Evidence file: val05/val05-prometheus-observations.txt

Pass criterion: All 4 sample lines exist and end with a non-zero value.


VAL05-04 — WAL Populated by Emit Helper

Purpose: Confirm the telemetry.Emitter → WAL write path works: events submitted via the adapter API are persisted durably.

Action:

telemetry_emit_helper --dir <isolated-wal-dir>
autonomy telemetry status --dir <isolated-wal-dir> --json

Evidence files:

  • val05/val05-emit-helper.txt — helper stdout (emitted 3 events to <dir>)

  • val05/val05-wal-status.json{"total":3,"exported":0,"pending":3}

  • val05/val05-wal-inventory.txt — WAL dir, file count, total events, pass flag

Pass criterion: wal_total_events > 0 (status JSON total > 0).


VAL05-05 — telemetry export Produces Non-Empty JSONL

Purpose: Confirm the WAL → JSONL export path works for downstream pipeline consumers that do not use OTLP.

Action:

autonomy telemetry export --dir <isolated-wal-dir> --out val05-export.jsonl

Evidence files:

  • val05/val05-export.jsonl — JSONL output (3 events, one per line)

  • val05/val05-export-stdout.txt — CLI stdout (wrote 3 events to )

  • val05/val05-export-summary.txtexport_lines, pass flag

Pass criterion: val05-export.jsonl contains at least 1 line (≥ 1 event).


VAL05-06 — JSONL Fields Present

Purpose: Verify the JSONL encoding contains all mandatory fields for downstream consumers.

Mandatory fields: "kind", "ts", "seq", "written_at", "attrs"

Action: For each field name, grep val05-export.jsonl.

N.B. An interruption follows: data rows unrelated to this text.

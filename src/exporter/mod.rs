// file: src/exporter/mod.rs
// description: output writers
// reference: internal module structure

pub mod json;

pub use json::JsonExporter;
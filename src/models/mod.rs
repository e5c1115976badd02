// file: src/models/mod.rs
// description: data models module exports
// reference: internal module structure

pub mod chunk;
pub mod output;
pub mod persona;
pub mod section;

pub use chunk::{Chunk, ScoredChunk};
pub use output::{ExtractedSection, FinalOutput, RunMetadata, SubsectionAnalysis};
pub use persona::PersonaInput;
pub use section::DocumentSection;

Evidence file: val05/val05-export-fields.txt

Pass criterion: All 5 mandatory fields are PRESENT.


VAL05-07 — telemetry flush Delivers to Live OTLP Sink

Purpose: Prove the end-to-end OTLP/HTTP delivery path: WAL → telemetry flush → OTLP HTTP POST → autonomy telemetry sink.

Action:

# Start sink in background
autonomy telemetry sink --listen 127.0.0.1:14318 > val05-sink-output.txt &

# Flush WAL to sink
autonomy telemetry flush --dir <isolated-wal-dir> --endpoint http://127.0.0.1:14318

# Kill sink after flush completes
kill $sink_pid

Evidence files:

  • val05/val05-sink-output.txt — OTLP payloads received by the sink (pretty-printed JSON)

  • val05/val05-flush-stdout.txttelemetry flush: OK 3 events sent to

  • val05/val05-flush-summary.txtflush_ok, sink_lines, sink_payloads, pass flag

Pass criterion: flush_ok=true AND sink_payloads > 0 (the sink printed at least one received N log records payload line, not just its startup banner).


VAL05-08 — trace_id and span_id Propagated in JSONL Export

Purpose: Prove that trace_id and span_id set on a telemetry.Event at emit time are preserved through the WAL → JSONL export path.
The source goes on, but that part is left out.